▶ [Try it] Take the entries below and print only the lines from the one with "self.buf.push(e);" through the one with "fn into_iter(self) ->", exactly as they stand, both ends included.

Record extracts Block Start

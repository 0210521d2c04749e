use std::{cmp::Ordering, mem};

use log::debug;

use crate::error::ContractError;

// Nodes with index i are in layer n where 2^n is the maximal power of 2 <= i + 1,
// so we can check if n is odd/even by checking if the number of leading zeros in (i + 1)
// is odd/even (usize always has an even width).  In even layers nodes are <= their descendants,
// and in odd layers >=.  The result is the ordering cmp(node, descendant) is allowed to produce
// when the two differ.
fn layer_ord(i: usize) -> Ordering {
    match (i + 1).leading_zeros()&1
        { 1 => Ordering::Less, _ => Ordering::Greater }
}

fn sift_up_by<T>(buf: &mut [T], mut i: usize, cmp: &impl Fn(&T, &T) -> Ordering) {
    if i == 0 || i >= buf.len()
        { return }
    let mut ord = layer_ord(i);
    let mut i1 = (i - 1) >> 1;
    // The parent is on a layer of the opposite kind, so if i beats it in i's own direction
    // they trade places and i continues up through the parent's kind of layer
    if cmp(&buf[i1], &buf[i]) == ord {
        buf.swap(i, i1);
        i = i1;
        ord = ord.reverse()
    }
    while i > 2 {
        i1 = (i - 3) >> 2;
        if cmp(&buf[i], &buf[i1]) == ord {
            buf.swap(i, i1);
            i = i1
        } else { break }
    }
}

fn sift_down_by<T>(buf: &mut [T], mut i: usize, cmp: &impl Fn(&T, &T) -> Ordering) {
    let ord = layer_ord(i);
    while 2*i + 1 < buf.len() {
        // Find m, the index of the extremal element among the children and grandchildren
        // of the element at index i. For min layers, extremal means
        // minimal, and for max layers it means maximal
        let mut m = 2*i + 1;
        for ii in [2*i + 2, 4*i + 3, 4*i + 4, 4*i + 5, 4*i + 6].into_iter().take_while(|&j|j < buf.len()) {
            if cmp(&buf[ii], &buf[m]) == ord
                { m = ii }
        }
        // If m is a grandchild of i (as should be the case most of the time)
        // we may have to sift down farther after fixing up here
        if m > 2*i + 2 {
            if cmp(&buf[m], &buf[i]) == ord {
                buf.swap(m, i);
                let p = (m - 1) >> 1;
                if cmp(&buf[p], &buf[m]) == ord
                    { buf.swap(m, p) }
                i = m;
            } else { break }
        } else {// otherwise m is a direct child so it must be a leaf or its invariant would be wrong
            if cmp(&buf[m], &buf[i]) == ord
                { buf.swap(m, i) }
            break
        }
    }
}

/// Check if `buf` satisfies the min-max heap invariant under `cmp`:
/// every element on an even layer (the root is layer 0) is <= everything below it,
/// and every element on an odd layer is >= everything below it.
/// Comparing each element to its parent and grandparent is enough, since same-kind
/// layers are exactly two apart and the ordering is transitive.
/// Runs in O(n) and never modifies `buf`; empty and single element slices are heaps.
pub fn is_mm_heap_by<T>(buf: &[T], cmp: &impl Fn(&T, &T) -> Ordering) -> bool {
    (1..buf.len()).all(|i|{
        let ord = layer_ord(i);
        if cmp(&buf[i], &buf[(i - 1) >> 1]) == ord.reverse()
            { return false }
        i < 3 || cmp(&buf[i], &buf[(i - 3) >> 2]) != ord
    })
}

/// `is_mm_heap_by` using the natural order of `T`
pub fn is_mm_heap<T: Ord>(buf: &[T]) -> bool {
    is_mm_heap_by(buf, &T::cmp)
}

/// Reorder `buf` in place so it is a min-max heap under `cmp`, in O(n).
/// Any slice is accepted, including empty ones.
pub fn make_mm_heap_by<T>(buf: &mut [T], cmp: &impl Fn(&T, &T) -> Ordering) {
    debug!("building min-max heap of {} elements", buf.len());
    for i in (0..buf.len()/2).rev()
        { sift_down_by(buf, i, cmp) }
}

/// `make_mm_heap_by` using the natural order of `T`
pub fn make_mm_heap<T: Ord>(buf: &mut [T]) {
    make_mm_heap_by(buf, &T::cmp)
}

/// Restore the heap invariant after appending one element.
/// `buf[..len - 1]` must already be a min-max heap under `cmp`, and the last element of `buf`
/// is the one being inserted.  Calling this on an empty slice does nothing.
/// O(log(n)).  The precondition is only verified in debug builds.
pub fn push_mm_heap_by<T>(buf: &mut [T], cmp: &impl Fn(&T, &T) -> Ordering) {
    let Some(last) = buf.len().checked_sub(1) else { return };
    debug_assert!(is_mm_heap_by(&buf[..last], cmp), "push_mm_heap: existing elements are not a min-max heap");
    sift_up_by(buf, last, cmp)
}

/// `push_mm_heap_by` using the natural order of `T`
pub fn push_mm_heap<T: Ord>(buf: &mut [T]) {
    push_mm_heap_by(buf, &T::cmp)
}

/// Get the index of the maximal element of a min-max heap.
/// This is 0 for a single element heap and otherwise whichever of 1 and 2 holds the larger element.
pub fn mm_heap_max_index_by<T>(buf: &[T], cmp: &impl Fn(&T, &T) -> Ordering) -> Option<usize> {
    match buf.len() {
        0 => None,
        1 => Some(0),
        2 => Some(1),
        _ => Some(if cmp(&buf[2], &buf[1]) == Ordering::Greater { 2 } else { 1 })
    }
}

fn pop_idx_by<T>(buf: &mut [T], i: usize, cmp: &impl Fn(&T, &T) -> Ordering) -> Result<(), ContractError> {
    let Some(last) = buf.len().checked_sub(1) else { return Err(ContractError::EmptyHeap) };
    debug_assert!(is_mm_heap_by(buf, cmp), "pop_mm_heap: elements are not a min-max heap");
    buf.swap(i, last);
    sift_down_by(&mut buf[..last], i, cmp);
    Ok(())
}

/// Move the minimal element of a min-max heap to the end of `buf` and restore the invariant
/// for `buf[..len - 1]`, which is the heap with the minimum removed.
/// Nothing is dropped; the caller shrinks its logical range by one.  O(log(n)).
/// Fails with `ContractError::EmptyHeap` if `buf` is empty.
pub fn pop_mm_heap_min_by<T>(buf: &mut [T], cmp: &impl Fn(&T, &T) -> Ordering) -> Result<(), ContractError> {
    pop_idx_by(buf, 0, cmp)
}

/// `pop_mm_heap_min_by` using the natural order of `T`
pub fn pop_mm_heap_min<T: Ord>(buf: &mut [T]) -> Result<(), ContractError> {
    pop_mm_heap_min_by(buf, &T::cmp)
}

/// Move the maximal element of a min-max heap to the end of `buf` and restore the invariant
/// for `buf[..len - 1]`.  The mirror image of `pop_mm_heap_min_by`.
pub fn pop_mm_heap_max_by<T>(buf: &mut [T], cmp: &impl Fn(&T, &T) -> Ordering) -> Result<(), ContractError> {
    let i = mm_heap_max_index_by(buf, cmp).ok_or(ContractError::EmptyHeap)?;
    pop_idx_by(buf, i, cmp)
}

/// `pop_mm_heap_max_by` using the natural order of `T`
pub fn pop_mm_heap_max<T: Ord>(buf: &mut [T]) -> Result<(), ContractError> {
    pop_mm_heap_max_by(buf, &T::cmp)
}

/// An owned double-ended priority queue: a `Vec` kept in min-max heap order by the slice
/// functions above.
/// - Peek min: O(1), peek max: one comparison
/// - Push, pop min, pop max: O(log(n))
/// - Building from a `Vec`: O(n)
/// The heap does not store its comparator, so every call that inspects order takes one.
/// Passing a different comparator than the one the heap was ordered by requires `ify_by` first.
pub struct MmHeap<T> {
    buf: Vec<T>
}

impl<T> Default for MmHeap<T> {
    fn default() -> Self {
        Self::new()
    }
}

impl<T> MmHeap<T> {
	/// An empty heap, no allocation until the first push
    pub fn new() -> Self {
        Self{buf: Vec::new()}
    }

	/// Take ownership of `buf` and arrange it into min-max heap order under `cmp` in O(n)
    pub fn make(buf: Vec<T>, cmp: &impl Fn(&T, &T) -> Ordering) -> Self {
        let mut res = Self{buf};
        res.ify_by(cmp);
        res
    }

	/// Rebuild the heap order under `cmp`.  Only needed when switching comparators,
	/// since every other method keeps the order for the comparator it is given.
    pub fn ify_by(&mut self, cmp: &impl Fn(&T, &T) -> Ordering) {
        make_mm_heap_by(&mut self.buf, cmp)
    }

	/// Number of queued elements
	pub fn len(&self) -> usize {
		self.buf.len()
	}

    pub fn is_empty(&self) -> bool {
        self.buf.is_empty()
    }

    /// View the heap's buffer in its internal (heap) order
    pub fn as_slice(&self) -> &[T] {
        &self.buf
    }

	/// The root, which is the smallest element
    pub fn peek_min(&self) -> Option<&T> {
        self.buf.first()
    }

	/// The larger of the root's children (or the root itself for a single element)
    pub fn peek_max_by(&self, cmp: &impl Fn(&T, &T) -> Ordering) -> Option<&T> {
        mm_heap_max_index_by(&self.buf, cmp).map(|i|&self.buf[i])
    }

	/// Append `e` and sift it up.  Ties with existing elements are popped in no particular order
    pub fn push_by(&mut self, e: T, cmp: &impl Fn(&T, &T) -> Ordering) {
        self.buf.push(e);
        push_mm_heap_by(&mut self.buf, cmp)
    }

	/// Remove and return the smallest element, or None when empty
    pub fn pop_min_by(&mut self, cmp: &impl Fn(&T, &T) -> Ordering) -> Option<T> {
        pop_mm_heap_min_by(&mut self.buf, cmp).ok()?;
        self.buf.pop()
    }

	/// Remove and return the largest element, or None when empty
    pub fn pop_max_by(&mut self, cmp: &impl Fn(&T, &T) -> Ordering) -> Option<T> {
        pop_mm_heap_max_by(&mut self.buf, cmp).ok()?;
        self.buf.pop()
    }

	/// Same result as `push_by` then `pop_min_by`.  If `e` would come straight back out it is
	/// returned untouched, otherwise it overwrites the root and is sifted down once.
    pub fn pushpop_min_by(&mut self, e: T, cmp: &impl Fn(&T, &T) -> Ordering) -> T {
        let Some(min) = self.buf.first_mut() else { return e };
        if cmp(&e, min) != Ordering::Greater
            { return e }
        let res = mem::replace(min, e);
        sift_down_by(&mut self.buf, 0, cmp);
        res
    }

	/// Same result as `push_by` then `pop_max_by`, with a single sift from the max position
    pub fn pushpop_max_by(&mut self, e: T, cmp: &impl Fn(&T, &T) -> Ordering) -> T {
        let Some(m) = mm_heap_max_index_by(&self.buf, cmp) else { return e };
        if cmp(&e, &self.buf[m]) != Ordering::Less
            { return e }
        let res = mem::replace(&mut self.buf[m], e);
        // the new element may be smaller than the root, in which case they trade places
        // and the old root gets sifted down from the max layer instead
        if cmp(&self.buf[m], &self.buf[0]) == Ordering::Less
            { self.buf.swap(0, m) }
        sift_down_by(&mut self.buf, m, cmp);
        res
    }

    pub fn extend_by<U: IntoIterator<Item=T>>(&mut self, iter: U, cmp: &impl Fn(&T, &T) -> Ordering) {
        for x in iter {
            self.push_by(x, cmp)
        }
    }
}

impl<'a, T> IntoIterator for &'a MmHeap<T> {
    type Item = &'a T;
    type IntoIter = std::slice::Iter<'a, T>;
    fn into_iter(self) -> Self::IntoIter {
        self.buf.iter()
    }
}

impl<T> From<MmHeap<T>> for Vec<T> {
    fn from(heap: MmHeap<T>) -> Self {
        heap.buf
    }
}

Record extracts Block End

▶ [Solved problem]
        self.buf.push(e);
        push_mm_heap_by(&mut self.buf, cmp)
    }

	/// Remove and return the smallest element, or None when empty
    pub fn pop_min_by(&mut self, cmp: &impl Fn(&T, &T) -> Ordering) -> Option<T> {
        pop_mm_heap_min_by(&mut self.buf, cmp).ok()?;
        self.buf.pop()
    }

	/// Remove and return the largest element, or None when empty
    pub fn pop_max_by(&mut self, cmp: &impl Fn(&T, &T) -> Ordering) -> Option<T> {
        pop_mm_heap_max_by(&mut self.buf, cmp).ok()?;
        self.buf.pop()
    }

	/// Same result as `push_by` then `pop_min_by`.  If `e` would come straight back out it is
	/// returned untouched, otherwise it overwrites the root and is sifted down once.
    pub fn pushpop_min_by(&mut self, e: T, cmp: &impl Fn(&T, &T) -> Ordering) -> T {
        let Some(min) = self.buf.first_mut() else { return e };
        if cmp(&e, min) != Ordering::Greater
            { return e }
        let res = mem::replace(min, e);
        sift_down_by(&mut self.buf, 0, cmp);
        res
    }

	/// Same result as `push_by` then `pop_max_by`, with a single sift from the max position
    pub fn pushpop_max_by(&mut self, e: T, cmp: &impl Fn(&T, &T) -> Ordering) -> T {
        let Some(m) = mm_heap_max_index_by(&self.buf, cmp) else { return e };
        if cmp(&e, &self.buf[m]) != Ordering::Less
            { return e }
        let res = mem::replace(&mut self.buf[m], e);
        // the new element may be smaller than the root, in which case they trade places
        // and the old root gets sifted down from the max layer instead
        if cmp(&self.buf[m], &self.buf[0]) == Ordering::Less
            { self.buf.swap(0, m) }
        sift_down_by(&mut self.buf, m, cmp);
        res
    }

    pub fn extend_by<U: IntoIterator<Item=T>>(&mut self, iter: U, cmp: &impl Fn(&T, &T) -> Ordering) {
        for x in iter {
            self.push_by(x, cmp)
        }
    }
}

impl<'a, T> IntoIterator for &'a MmHeap<T> {
    type Item = &'a T;
    type IntoIter = std::slice::Iter<'a, T>;
    fn into_iter(self) -> Self::IntoIter {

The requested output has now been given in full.